Milei chama Moraes de "lixo careca"; Fachin rebate e defende autonomia do STF

Foto: Rovena Rosa/Agência Brasil
Presidente do STF classifica declarações do líder argentino sobre Alexandre de Moraes como desrespeitosas e incompatíveis com a civilidade
O presidente do Supremo Tribunal Federal (STF), ministro Edson Fachin, respondeu às críticas feitas pelo presidente da Argentina, Javier Milei, ao ministro Alexandre de Moraes.
Os ataques foram proferidos no sábado, 25, durante o discurso de Milei no evento de lançamento da candidatura de Flávio Bolsonaro à Presidência da República.
Durante o evento, Milei reclamou de não ter recebido autorização para visitar Jair Bolsonaro, que se encontra em prisão domiciliar após ser condenado por tentativa de golpe de Estado.

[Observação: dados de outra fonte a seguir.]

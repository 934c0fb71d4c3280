pub mod agents;
pub mod hand_history;
pub mod models;
pub mod pairs;
pub mod records;
pub mod snapshots;

use sqlx::{sqlite::SqlitePool, Pool, Sqlite};
use std::path::Path;

pub type DbPool = Pool<Sqlite>;

pub async fn create_pool(database_url: &str) -> Result<DbPool, sqlx::Error> {
    // Create the database file if it doesn't exist
    if let Some(db_path) = database_url.strip_prefix("sqlite:") {
        if db_path != ":memory:" && !Path::new(db_path).exists() {
            if let Some(parent) = Path::new(db_path).parent() {
                std::fs::create_dir_all(parent).ok();
            }
            std::fs::File::create(db_path).ok();
        }
    }

    SqlitePool::connect(database_url).await
}

pub async fn run_migrations(pool: &DbPool) -> Result<(), sqlx::Error> {
    sqlx::query(
        "CREATE TABLE IF NOT EXISTS _migrations (
            version BIGINT PRIMARY KEY,
            description TEXT NOT NULL,
            installed_on TIMESTAMP NOT NULL DEFAULT CURRENT_TIMESTAMP
        )",
    )
    .execute(pool)
    .await?;

    // List of migrations: (version, name, sql)
    let migrations: Vec<(i64, &str, &str)> = vec![(
        1,
        "initial_schema",
        include_str!("migrations/001_initial_schema.sql"),
    )];

    for (version, name, sql) in migrations {
        let already_run = sqlx::query("SELECT 1 FROM _migrations WHERE version = ?")
            .bind(version)
            .fetch_optional(pool)
            .await?
            .is_some();
        if already_run {
            tracing::debug!("Migration {} ({}) already applied", version, name);
            continue;
        }

        tracing::info!("Running migration {} ({})", version, name);
        execute_migration_sql(pool, sql).await?;
        sqlx::query("INSERT INTO _migrations (version, description) VALUES (?, ?)")
            .bind(version)
            .bind(name)
            .execute(pool)
            .await?;
    }

    tracing::info!("All migrations completed");
    Ok(())
}

async fn execute_migration_sql(pool: &DbPool, sql: &str) -> Result<(), sqlx::Error> {
    // Split by semicolon and execute each non-comment statement.
    for statement in sql.split(';') {
        let clean: Vec<&str> = statement
            .lines()
            .filter(|line| !line.trim().starts_with("--") && !line.trim().is_empty())
            .collect();
        if clean.is_empty() {
            continue;
        }
        sqlx::query(&clean.join("\n")).execute(pool).await?;
    }
    Ok(())
}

O presidente argentino comparou a situação ao período em que o presidente Luiz Inácio Lula da Silva esteve preso.
"Para piorar tudo, o lixo... Ele não me permitiu visitar meu amigo injustamente preso, embora eu saiba que Lula estava cansado de receber líderes estrangeiros enquanto estava na prisão, incluindo o nefasto ex-presidente argentino Alberto Fernández", disse Milei, em referência a Moraes.
Na tarde do mesmo sábado, Fachin divulgou uma nota em que classificou a declaração do presidente argentino como desrespeitosa e incompatível com a civilidade, reiterando a autonomia do Judiciário brasileiro.
"Tomei conhecimento da declaração do Presidente da Argentina sobre Ministro do Supremo Tribunal Federal. Trata-se de referência desrespeitosa a magistrado da mais alta Corte do País, feita em solo brasileiro, por ato jurisdicional praticado conforme a Constituição e as leis da República Federativa do Brasil.
Ao reafirmar a plena autonomia do Judiciário brasileiro, a Presidência do STF deplora manifestações incompatíveis com a civilidade que deve caracterizar as relações entre os Estados", escreveu o presidente do STF.
O ministro Flávio Dino também se pronunciou sobre o episódio.
Sem citar nomes, ele publicou uma nota em seu perfil no Instagram criticando "trapaceiros" e enaltecendo o papel do Poder Judiciário na defesa do constitucionalismo, "que é essencialmente um sistema de limitação de poderes estatais e privados, inclusive estrangeiros".
Dino ainda acrescentou: "Em consequência, um bom Tribunal estabelece fronteiras intransponíveis para os totalitários e trapaceiros".
As declarações de Fachin e Dino reforçam a posição do STF diante das críticas externas, evidenciando a defesa da independência do Judiciário brasileiro frente a manifestações de líderes estrangeiros em território nacional.